12:15 PM - Dragging. I feel like I have almost no energy and could just fall asleep right here with my head on my desk. I hope that this is just me not getting enough sleep. With the new diet being the most recent change, I think I'm more apt to point my finger on the change in my eating habits, even if South Beach is blameless. It's human nature, I guess.
You'll see from my dumb little graphic that both Tamara and I seem to have made substantial progress toward our weight goals. Again, it could be just a downward turn in out regular weight fluctuations, but I tend to implicate the new diet.
I asked Tamara what she thought about the initial weight loss.
"I sure hope it's from dieting. I don't want to be tormenting myself for nothing!"
I feel the same way, even though the diet hasn't been that difficult yet.
2:15 PM - Stuggling... to... stay... awake...
10:29 PM
We're going to call it a day now--and what a day. Tamara told me earlier that this was the hardest day so far on our new diet. She says that, more than anything, the more limited food choices are getting to her.

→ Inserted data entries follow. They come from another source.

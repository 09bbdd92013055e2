/// Error type shared by scene operations and event handlers.
#[derive(Debug, thiserror::Error)]
pub enum SceneError {
    /// An inbound message could not be decoded or reassembled.
    #[error(transparent)]
    Wire(#[from] wire::WireError),
    /// A registry already holds an entity with this id.
    #[error("{kind} `{id}` is already registered")]
    DuplicateEntity { kind: &'static str, id: String },
    /// A host-installed handler reported a failure.
    #[error("handler failed: {0}")]
    Handler(String),
}
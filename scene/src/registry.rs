//! Id-keyed registries of animated entities.
//!
//! Lookups never create. Removal cancels the entity's motion before the
//! entry is dropped, so any wake already scheduled for it is stale by the
//! time the scheduler sees it. The registry remembers the highest generation
//! it has retired and starts every new entity above it, so an id reused after
//! removal never inherits the old entity's wakes.

#[cfg(test)]
#[path = "registry_test.rs"]
mod registry_test;

use std::collections::BTreeMap;

use crate::error::SceneError;
use crate::matches::Match;
use crate::motion::Animatable;
use crate::player::Player;
use crate::render::DrawCommand;

pub type Players = Registry<Player>;
pub type Matches = Registry<Match>;

#[derive(Debug, Clone)]
pub struct Registry<T> {
    entries: BTreeMap<String, T>,
    retired_generation: u64,
}

impl<T> Default for Registry<T> {
    fn default() -> Self {
        Self { entries: BTreeMap::new(), retired_generation: 0 }
    }
}

impl<T: Animatable> Registry<T> {
    #[must_use]
    pub fn new() -> Self {
        Self::default()
    }

    /// Register an entity and spawn its node.
    ///
    /// # Errors
    ///
    /// [`SceneError::DuplicateEntity`] if the id is taken; the registry is
    /// unchanged.
    pub fn add(&mut self, mut entity: T, commands: &mut Vec<DrawCommand>) -> Result<(), SceneError> {
        if self.entries.contains_key(entity.id()) {
            return Err(SceneError::DuplicateEntity { kind: T::KIND, id: entity.id().to_owned() });
        }
        entity.motion_mut().rebase(self.retired_generation);
        commands.push(DrawCommand::Spawn { node: entity.node(), at: entity.motion().position(), parent: None });
        self.entries.insert(entity.id().to_owned(), entity);
        Ok(())
    }

    /// Cancel, destroy and drop an entity.
    pub fn remove(&mut self, id: &str, now_ms: u64, commands: &mut Vec<DrawCommand>) -> Option<T> {
        let mut entity = self.entries.remove(id)?;
        entity.motion_mut().cancel(now_ms);
        entity.motion_mut().clear_queue();
        self.retired_generation = self.retired_generation.max(entity.motion().generation());
        let node = entity.node();
        commands.push(DrawCommand::StopTweens { node: node.clone() });
        commands.push(DrawCommand::Destroy { node });
        tracing::debug!(kind = T::KIND, %id, "entity removed");
        Some(entity)
    }

    #[must_use]
    pub fn get(&self, id: &str) -> Option<&T> {
        self.entries.get(id)
    }

    pub fn get_mut(&mut self, id: &str) -> Option<&mut T> {
        self.entries.get_mut(id)
    }

    /// Every entity, ordered by id.
    pub fn get_all(&self) -> impl Iterator<Item = &T> {
        self.entries.values()
    }

    #[must_use]
    pub fn contains(&self, id: &str) -> bool {
        self.entries.contains_key(id)
    }

    #[must_use]
    pub fn len(&self) -> usize {
        self.entries.len()
    }

    #[must_use]
    pub fn is_empty(&self) -> bool {
        self.entries.is_empty()
    }
}
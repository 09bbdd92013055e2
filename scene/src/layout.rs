//! Free layout functions shared by every container kind.

#[cfg(test)]
#[path = "layout_test.rs"]
mod layout_test;

use rand::Rng;

use crate::geom::{Point, Rect};

/// Width of each of `count` children laid out in a row of `parent_width`.
///
/// A lone child gets `single` (clamped to the parent); otherwise each child
/// gets `floor(parent_width / count) - padding`, never negative.
#[must_use]
#[allow(clippy::cast_precision_loss)]
pub fn child_width(parent_width: f64, count: usize, padding: f64, single: f64) -> f64 {
    match count {
        0 => 0.0,
        1 => single.min(parent_width).max(0.0),
        n => ((parent_width / n as f64).floor() - padding).max(0.0),
    }
}

/// Slots for `count` children laid out left to right across `region`.
#[must_use]
#[allow(clippy::cast_precision_loss)]
pub fn row(region: Rect, count: usize, padding: f64, single: f64) -> Vec<Rect> {
    if count == 0 {
        return Vec::new();
    }
    let width = child_width(region.width, count, padding, single);
    let pitch = (region.width / count as f64).floor();
    (0..count)
        .map(|i| Rect::new(region.x + pitch * i as f64, region.y, width, region.height))
        .collect()
}

/// Columns of a square-ish grid holding `n` cells: `ceil(sqrt(n))`.
#[must_use]
#[allow(clippy::cast_precision_loss, clippy::cast_possible_truncation, clippy::cast_sign_loss)]
pub fn grid_columns(n: usize) -> usize {
    if n == 0 {
        return 0;
    }
    (n as f64).sqrt().ceil() as usize
}

/// Offsets of `n` grid cells of pitch `cell`, centered on the origin.
#[must_use]
#[allow(clippy::cast_precision_loss)]
pub fn grid_offsets(n: usize, cell: f64) -> Vec<Point> {
    let cols = grid_columns(n);
    if cols == 0 {
        return Vec::new();
    }
    let rows = n.div_ceil(cols);
    let half_w = (cols - 1) as f64 / 2.0;
    let half_h = (rows - 1) as f64 / 2.0;
    (0..n)
        .map(|i| {
            let col = (i % cols) as f64;
            let row = (i / cols) as f64;
            Point::new((col - half_w) * cell, (row - half_h) * cell)
        })
        .collect()
}

/// A random point near the center of `rect`, within `fraction` of its size.
pub fn jitter_within<R: Rng + ?Sized>(rect: Rect, fraction: f64, rng: &mut R) -> Point {
    let fraction = fraction.clamp(0.0, 1.0);
    let center = rect.center();
    let dx = (rng.random::<f64>() - 0.5) * rect.width * fraction;
    let dy = (rng.random::<f64>() - 0.5) * rect.height * fraction;
    Point::new(center.x + dx, center.y + dy)
}
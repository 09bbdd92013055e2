//! Offline driver: recorded messages on a simulated clock.

#[cfg(test)]
#[path = "replay_test.rs"]
mod replay_test;

use std::io::{self, BufRead};

use scene::Scene;

#[derive(Debug, Clone, Copy, Default, PartialEq, Eq)]
pub struct ReplayStats {
    pub lines: usize,
    pub ingested: usize,
    /// Lines that did not decode.
    pub skipped: usize,
    /// Handler failures reported while dispatching ingested lines.
    pub failures: usize,
}

/// Ingest one message per line, advancing the clock `step_ms` after each.
/// Blank lines are ignored; undecodable lines are logged and skipped.
pub fn replay_lines<R: BufRead>(scene: &mut Scene, reader: R, step_ms: u64) -> Result<ReplayStats, io::Error> {
    let mut stats = ReplayStats::default();
    for line in reader.lines() {
        let line = line?;
        stats.lines += 1;
        let trimmed = line.trim();
        if trimmed.is_empty() {
            continue;
        }
        match scene.ingest(trimmed) {
            Ok(report) => {
                stats.ingested += 1;
                stats.failures += report.failures;
            }
            Err(error) => {
                stats.skipped += 1;
                tracing::warn!(line = stats.lines, %error, "skipping undecodable line");
            }
        }
        scene.advance(step_ms);
        flush(scene);
    }
    Ok(stats)
}

/// Advance in `step_ms` frames until nothing animates or `budget_ms` runs
/// out. Returns whether the scene went idle.
pub fn settle(scene: &mut Scene, step_ms: u64, budget_ms: u64) -> bool {
    let step = step_ms.max(1);
    let mut spent = 0;
    while !scene.is_idle() {
        if spent >= budget_ms {
            return false;
        }
        scene.advance(step);
        spent += step;
        flush(scene);
    }
    true
}

fn flush(scene: &mut Scene) {
    for command in scene.drain_commands() {
        tracing::trace!(?command, "draw");
    }
    let polls = scene.drain_outbound();
    if !polls.is_empty() {
        tracing::debug!(count = polls.len(), "dropping outbound requests during replay");
    }
}
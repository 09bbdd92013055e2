//! Scene tuning parsed from environment variables.

#[cfg(test)]
#[path = "config_test.rs"]
mod config_test;

use crate::consts::{
    DEFAULT_FADE_MS, DEFAULT_JITTER, DEFAULT_MOVE_SPEED, DEFAULT_MULTIPART_TTL_MS, DEFAULT_SCENE_HEIGHT,
    DEFAULT_SCENE_WIDTH,
};

#[derive(Debug, Clone, Copy, PartialEq)]
pub struct SceneConfig {
    /// Shared move speed for every animated entity.
    pub move_speed: f64,
    pub fade_ms: u64,
    pub width: f64,
    pub height: f64,
    /// Share (0..=1) of a container's size used for arrival jitter.
    pub jitter: f64,
    pub multipart_ttl_ms: u64,
    /// Fixed RNG seed; `None` seeds from the OS.
    pub seed: Option<u64>,
}

impl Default for SceneConfig {
    fn default() -> Self {
        Self {
            move_speed: DEFAULT_MOVE_SPEED,
            fade_ms: DEFAULT_FADE_MS,
            width: DEFAULT_SCENE_WIDTH,
            height: DEFAULT_SCENE_HEIGHT,
            jitter: DEFAULT_JITTER,
            multipart_ttl_ms: DEFAULT_MULTIPART_TTL_MS,
            seed: None,
        }
    }
}

impl SceneConfig {
    /// Build config from environment variables, falling back to defaults.
    ///
    /// Optional:
    /// - `FLEETVIEW_MOVE_SPEED`: default 3
    /// - `FLEETVIEW_FADE_MS`: default 400
    /// - `FLEETVIEW_WIDTH` / `FLEETVIEW_HEIGHT`: default 1600 x 900
    /// - `FLEETVIEW_JITTER`: default 0.35
    /// - `FLEETVIEW_MULTIPART_TTL_MS`: default 30000
    /// - `FLEETVIEW_SEED`: unset means OS-seeded
    #[must_use]
    pub fn from_env() -> Self {
        let defaults = Self::default();
        let move_speed = env_parse("FLEETVIEW_MOVE_SPEED", defaults.move_speed);
        Self {
            move_speed: if move_speed > 0.0 { move_speed } else { defaults.move_speed },
            fade_ms: env_parse("FLEETVIEW_FADE_MS", defaults.fade_ms),
            width: env_parse("FLEETVIEW_WIDTH", defaults.width),
            height: env_parse("FLEETVIEW_HEIGHT", defaults.height),
            jitter: env_parse("FLEETVIEW_JITTER", defaults.jitter).clamp(0.0, 1.0),
            multipart_ttl_ms: env_parse("FLEETVIEW_MULTIPART_TTL_MS", defaults.multipart_ttl_ms),
            seed: match std::env::var("FLEETVIEW_SEED").map(|raw| raw.parse::<u64>()) {
                Ok(Ok(seed)) => Some(seed),
                _ => None,
            },
        }
    }
}

fn env_parse<T>(key: &str, default: T) -> T
where
    T: std::str::FromStr + Copy,
{
    match std::env::var(key) {
        Ok(raw) => raw.parse::<T>().unwrap_or(default),
        Err(_) => default,
    }
}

Personally, I am waiting to see what tomorrow brings. Even though I feel that I am eating enough at meals, I am feeling like I'm not coming away with the energy that I usually have. On top of trying this new diet, I had a minor headache all this afternoon and into this evening that made me feel even more out of sorts.
Today is a significant day for me. Thirteen years ago I went into the MTC. Eleven years ago I returned home from my mission in Russia.